Personal information
- Date of birth: 26 December 1874
- Place of birth: Renfrew, Scotland
- Position: Left half

Senior career*
- Years: Team / Apps / (Gls)
- Renfrew Victoria
- 1896–1897: Abercorn / 1 / (0)
- 1897: Celtic / 1 / (0)
- 1897–1899: Abercorn / 15 / (5)
- 1899–1900: Third Lanark / 15 / (0)
- 1900–1902: Bristol Rovers / 49 / (6)
- 1902–1908: Third Lanark / 101 / (16)
- 1907–1908: → Wishaw Thistle (loan)
- 1908–1909: Albion Rovers / 15 / (5)
- Total:  / 197 / (32)

International career
- 1900: Scottish League XI / 1 / (1)

= John Neilson (footballer, born 1874) =

Scottish footballer

John Neilson (born 26 December 1874) was a Scottish footballer who played for Abercorn, Celtic, Third Lanark, Bristol Rovers and Albion Rovers, mainly as a left half.

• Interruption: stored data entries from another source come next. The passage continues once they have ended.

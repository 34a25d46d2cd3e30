//! PostgreSQL pool shared by the query store and the product catalog.

use std::time::{Duration, Instant};

use sqlx::postgres::{PgPool, PgPoolOptions};
use tracing::{debug, info, warn};

use atelier_core::{Error, Result};

/// Pool sizing for the search API and the feature jobs.
///
/// | Variable | Default | Description |
/// |----------|---------|-------------|
/// | `DB_MAX_CONNECTIONS` | `10` | Upper bound on open connections |
/// | `DB_MIN_CONNECTIONS` | `1` | Connections kept warm, never above the maximum |
/// | `DB_ACQUIRE_TIMEOUT_SECS` | `30` | Wait for a free connection before erroring |
#[derive(Debug, Clone, PartialEq, Eq)]
pub struct PoolConfig {
    pub max_connections: u32,
    pub min_connections: u32,
    pub acquire_timeout: Duration,
    pub idle_timeout: Duration,
}

impl Default for PoolConfig {
    fn default() -> Self {
        Self {
            max_connections: 10,
            min_connections: 1,
            acquire_timeout: Duration::from_secs(30),
            idle_timeout: Duration::from_secs(600),
        }
    }
}

impl PoolConfig {
    pub fn from_env() -> Self {
        Self::from_lookup(|key| std::env::var(key).ok())
    }

    /// Build from any key lookup; unparseable values fall back to defaults.
    pub fn from_lookup(lookup: impl Fn(&str) -> Option<String>) -> Self {
        let defaults = Self::default();
        let number = |key: &str| lookup(key).and_then(|v| v.trim().parse::<u64>().ok());

        let max = number("DB_MAX_CONNECTIONS")
            .and_then(|v| u32::try_from(v).ok())
            .unwrap_or(defaults.max_connections);
        let min = number("DB_MIN_CONNECTIONS")
            .and_then(|v| u32::try_from(v).ok())
            .unwrap_or(defaults.min_connections);
        let acquire = number("DB_ACQUIRE_TIMEOUT_SECS")
            .map(Duration::from_secs)
            .unwrap_or(defaults.acquire_timeout);

        defaults
            .with_max_connections(max)
            .with_min_connections(min)
            .with_acquire_timeout(acquire)
    }

    /// At least one connection; lowers the minimum if it would exceed the new maximum.
    pub fn with_max_connections(mut self, max: u32) -> Self {
        self.max_connections = max.max(1);
        self.min_connections = self.min_connections.min(self.max_connections);
        self
    }

    pub fn with_min_connections(mut self, min: u32) -> Self {
        self.min_connections = min.min(self.max_connections);
        self
    }

    pub fn with_acquire_timeout(mut self, timeout: Duration) -> Self {
        self.acquire_timeout = timeout;
        self
    }
}

/// Open a pool with [`PoolConfig::default`].
pub async fn create_pool(database_url: &str) -> Result<PgPool> {
    create_pool_with_config(database_url, PoolConfig::default()).await
}

pub async fn create_pool_with_config(database_url: &str, config: PoolConfig) -> Result<PgPool> {
    let start = Instant::now();
    let pool = PgPoolOptions::new()
        .max_connections(config.max_connections)
        .min_connections(config.min_connections)
        .acquire_timeout(config.acquire_timeout)
        .idle_timeout(config.idle_timeout)
        .connect(database_url)
        .await
        .map_err(Error::Database)?;

    info!(
        subsystem = "db",
        component = "pool",
        max_connections = config.max_connections,
        min_connections = config.min_connections,
        duration_ms = start.elapsed().as_millis() as u64,
        "Database pool ready"
    );
    Ok(pool)
}

/// Point-in-time connection counts.
#[derive(Debug, Clone, Copy, PartialEq, Eq)]
pub struct PoolStats {
    pub size: u32,
    pub idle: usize,
}

impl PoolStats {
    pub fn of(pool: &PgPool) -> Self {
        Self {
            size: pool.size(),
            idle: pool.num_idle(),
        }
    }

    /// Every open connection is checked out.
    pub fn is_saturated(&self) -> bool {
        self.size > 0 && self.idle == 0
    }
}

/// Log pool counts under `label`, warning when the pool is saturated.
pub fn log_pool_metrics(pool: &PgPool, label: &str) -> PoolStats {
    let stats = PoolStats::of(pool);
    if stats.is_saturated() {
        warn!(
            subsystem = "db",
            component = "pool",
            label,
            pool_size = stats.size,
            "No idle database connections"
        );
    } else {
        debug!(
            subsystem = "db",
            component = "pool",
            label,
            pool_size = stats.size,
            pool_idle = stats.idle,
            "Database pool"
        );
    }
    stats
}

#[cfg(test)]
mod tests {
    use super::*;
    use std::collections::HashMap;

    fn lookup(pairs: &[(&str, &str)]) -> impl Fn(&str) -> Option<String> {
        let map: HashMap<String, String> = pairs
            .iter()
            .map(|(k, v)| (k.to_string(), v.to_string()))
            .collect();
        move |key| map.get(key).cloned()
    }

    #[test]
    fn test_from_lookup_reads_overrides() {
        let config = PoolConfig::from_lookup(lookup(&[
            ("DB_MAX_CONNECTIONS", "25"),
            ("DB_MIN_CONNECTIONS", "4"),
            ("DB_ACQUIRE_TIMEOUT_SECS", " 5 "),
        ]));
        assert_eq!(config.max_connections, 25);
        assert_eq!(config.min_connections, 4);
        assert_eq!(config.acquire_timeout, Duration::from_secs(5));
    }

    #[test]
    fn test_from_lookup_ignores_garbage() {
        let config = PoolConfig::from_lookup(lookup(&[
            ("DB_MAX_CONNECTIONS", "many"),
            ("DB_MIN_CONNECTIONS", "-1"),
            ("DB_ACQUIRE_TIMEOUT_SECS", ""),
        ]));
        assert_eq!(config, PoolConfig::default());
    }

    #[test]
    fn test_min_never_exceeds_max() {
        let config = PoolConfig::from_lookup(lookup(&[
            ("DB_MAX_CONNECTIONS", "2"),
            ("DB_MIN_CONNECTIONS", "8"),
        ]));
        assert_eq!((config.max_connections, config.min_connections), (2, 2));

        let shrunk = PoolConfig::default()
            .with_min_connections(5)
            .with_max_connections(0);
        assert_eq!((shrunk.max_connections, shrunk.min_connections), (1, 1));
    }

    #[test]
    fn test_saturation() {
        assert!(PoolStats { size: 3, idle: 0 }.is_saturated());
        assert!(!PoolStats { size: 3, idle: 1 }.is_saturated());
        assert!(!PoolStats { size: 0, idle: 0 }.is_saturated());
    }
}
//! Centralized default constants for atelier.
//!
//! **This module is the single source of truth** for shared default values.
//! Crates reference these constants instead of defining their own magic numbers.

// =============================================================================
// QUERY RESOLUTION
// =============================================================================

/// Expiry for resolved queries in the volatile cache (24 hours).
pub const QUERY_CACHE_TTL_SECS: u64 = 86_400;

/// Capacity of the in-process fallback cache used when Redis is unavailable.
pub const QUERY_CACHE_MEMORY_CAPACITY: usize = 1000;

/// Prefix for volatile cache keys.
pub const QUERY_CACHE_PREFIX: &str = "atelier:query:";

/// Bounded timeout around the generative tier of one query resolution.
pub const QUERY_GEN_TIMEOUT_SECS: u64 = 20;

/// Default Redis URL.
pub const REDIS_URL: &str = "redis://localhost:6379";

// =============================================================================
// INFERENCE
// =============================================================================

/// Default Ollama base URL.
pub const OLLAMA_URL: &str = "http://127.0.0.1:11434";

/// Default generation model name (Ollama).
pub const GEN_MODEL: &str = "qwen2.5:7b";

/// Timeout for generation HTTP requests in seconds.
pub const GEN_TIMEOUT_SECS: u64 = 60;

/// Generation calls slower than this are logged as slow.
pub const SLOW_GENERATION_MS: u64 = 30_000;

/// Environment variable selecting the vision-capable model.
pub const ENV_OLLAMA_VISION_MODEL: &str = "OLLAMA_VISION_MODEL";

// =============================================================================
// CATALOG
// =============================================================================

/// Default location of the declarative category schema file.
pub const CATEGORY_SCHEMAS_PATH: &str = "schemas.json";

/// Maximum number of product images sent for feature generation.
pub const FEATURE_MAX_IMAGES: usize = 5;

// =============================================================================
// BATCH JOBS
// =============================================================================

/// Default number of parallel feature-generation workers.
pub const FEATURE_WORKERS: usize = 5;

/// Log batch progress every N completed items.
pub const BATCH_PROGRESS_EVERY: usize = 5;

// =============================================================================
// DATABASE
// =============================================================================

/// Default database URL.
pub const DATABASE_URL: &str = "postgres://localhost/atelier";

// =============================================================================
// SERVER
// =============================================================================

/// Default HTTP server port.
pub const SERVER_PORT: u16 = 3000;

He won the Scottish Football League championship with Third Lanark in 1903–04 and played in two consecutive Scottish Cup finals – a win over Rangers in 1905 via a replay and a loss to Heart of Midlothian in 1906. He also won two Glasgow Cup medals, the second of which (from the 1903–04 season) was sold at auction in 2011.

Neilson was selected once for the Scottish Football League XI in 1900, scoring in a 6–0 victory over the Irish League XI.